Dataset excerpts below:

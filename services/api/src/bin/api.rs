//! services/api/src/bin/api.rs

use api_lib::{
    adapters::{DbAdapter, InMemoryDatabase},
    config::Config,
    error::ApiError,
    web::{router, state::AppState},
};
use axum::http::{
    header::{ACCEPT, AUTHORIZATION, CONTENT_TYPE},
    HeaderValue, Method,
};
use matching_core::ports::{DatabaseService, IdentityService};
use sqlx::postgres::PgPoolOptions;
use std::sync::Arc;
use tower_http::cors::CorsLayer;
use tracing::{info, warn};
use tracing_subscriber::{layer::SubscriberExt, util::SubscriberInitExt};

#[tokio::main]
async fn main() -> Result<(), ApiError> {
    // --- 1. Load Configuration & Set Up Logging ---
    let config = Arc::new(Config::from_env()?);
    tracing_subscriber::registry()
        .with(tracing_subscriber::EnvFilter::new(config.log_level.to_string()))
        .with(tracing_subscriber::fmt::layer())
        .init();
    info!("Configuration loaded. Starting server...");

    // --- 2. Connect to Storage ---
    let (db, identity): (Arc<dyn DatabaseService>, Arc<dyn IdentityService>) =
        match &config.database_url {
            Some(database_url) => {
                info!("Connecting to database...");
                let db_pool = PgPoolOptions::new()
                    .max_connections(5)
                    .connect(database_url)
                    .await?;
                let db_adapter = Arc::new(DbAdapter::new(db_pool));
                info!("Running database migrations...");
                db_adapter.run_migrations().await?;
                info!("Database migrations complete.");
                let db: Arc<dyn DatabaseService> = db_adapter.clone();
                let identity: Arc<dyn IdentityService> = db_adapter;
                (db, identity)
            }
            None => {
                warn!("DATABASE_URL is not set; using the in-memory store. Data will not survive a restart.");
                let memory = Arc::new(InMemoryDatabase::new());
                let db: Arc<dyn DatabaseService> = memory.clone();
                let identity: Arc<dyn IdentityService> = memory;
                (db, identity)
            }
        };
    info!(
        "Like duplicates policy: {:?}, nearby radius: {} km",
        config.like_duplicates, config.nearby_radius_km
    );

    // --- 3. Build the Shared AppState ---
    let app_state = Arc::new(AppState::new(config.clone(), db, identity));

    let origin = config.cors_origin.parse::<HeaderValue>().map_err(|e| {
        ApiError::Internal(format!("Invalid CORS origin '{}': {}", config.cors_origin, e))
    })?;
    let cors = CorsLayer::new()
        .allow_origin(origin)
        .allow_credentials(true)
        .allow_methods([Method::GET, Method::POST, Method::DELETE, Method::OPTIONS])
        .allow_headers([AUTHORIZATION, CONTENT_TYPE, ACCEPT]);

    // --- 4. Create the Web Router ---
    let app = router(app_state).layer(cors);

    // --- 5. Start the Server ---
    info!("Starting server on {}", config.bind_address);
    let listener = tokio::net::TcpListener::bind(&config.bind_address).await?;
    axum::serve(listener, app).await?;

    Ok(())
}
pub mod db;
pub mod memory;

pub use db::DbAdapter;
pub use memory::InMemoryDatabase;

End of Dataset excerpts.

▶ [Required work]
Each of the entries above needs to be given again exactly.

▶ [Answer below]
filename services/api/src/bin/api.rs
//! services/api/src/bin/api.rs

use api_lib::{
    adapters::{DbAdapter, InMemoryDatabase},
    config::Config,
    error::ApiError,
    web::{router, state::AppState},
};
use axum::http::{
    header::{ACCEPT, AUTHORIZATION, CONTENT_TYPE},
    HeaderValue, Method,
};
use matching_core::ports::{DatabaseService, IdentityService};
use sqlx::postgres::PgPoolOptions;
use std::sync::Arc;
use tower_http::cors::CorsLayer;
use tracing::{info, warn};
use tracing_subscriber::{layer::SubscriberExt, util::SubscriberInitExt};

#[tokio::main]
async fn main() -> Result<(), ApiError> {
    // --- 1. Load Configuration & Set Up Logging ---
    let config = Arc::new(Config::from_env()?);
    tracing_subscriber::registry()
        .with(tracing_subscriber::EnvFilter::new(config.log_level.to_string()))
        .with(tracing_subscriber::fmt::layer())
        .init();
    info!("Configuration loaded. Starting server...");

    // --- 2. Connect to Storage ---
    let (db, identity): (Arc<dyn DatabaseService>, Arc<dyn IdentityService>) =
        match &config.database_url {
            Some(database_url) => {
                info!("Connecting to database...");
                let db_pool = PgPoolOptions::new()
                    .max_connections(5)
                    .connect(database_url)
                    .await?;
                let db_adapter = Arc::new(DbAdapter::new(db_pool));
                info!("Running database migrations...");
                db_adapter.run_migrations().await?;
                info!("Database migrations complete.");
                let db: Arc<dyn DatabaseService> = db_adapter.clone();
                let identity: Arc<dyn IdentityService> = db_adapter;
                (db, identity)
            }
            None => {
                warn!("DATABASE_URL is not set; using the in-memory store. Data will not survive a restart.");
                let memory = Arc::new(InMemoryDatabase::new());
                let db: Arc<dyn DatabaseService> = memory.clone();
                let identity: Arc<dyn IdentityService> = memory;
                (db, identity)
            }
        };
    info!(
        "Like duplicates policy: {:?}, nearby radius: {} km",
        config.like_duplicates, config.nearby_radius_km
    );

    // --- 3. Build the Shared AppState ---
    let app_state = Arc::new(AppState::new(config.clone(), db, identity));

    let origin = config.cors_origin.parse::<HeaderValue>().map_err(|e| {
        ApiError::Internal(format!("Invalid CORS origin '{}': {}", config.cors_origin, e))
    })?;
    let cors = CorsLayer::new()
        .allow_origin(origin)
        .allow_credentials(true)
        .allow_methods([Method::GET, Method::POST, Method::DELETE, Method::OPTIONS])
        .allow_headers([AUTHORIZATION, CONTENT_TYPE, ACCEPT]);

    // --- 4. Create the Web Router ---
    let app = router(app_state).layer(cors);

    // --- 5. Start the Server ---
    info!("Starting server on {}", config.bind_address);
    let listener = tokio::net::TcpListener::bind(&config.bind_address).await?;
    axum::serve(listener, app).await?;

    Ok(())
}
pub mod db;
pub mod memory;

pub use db::DbAdapter;
pub use memory::InMemoryDatabase;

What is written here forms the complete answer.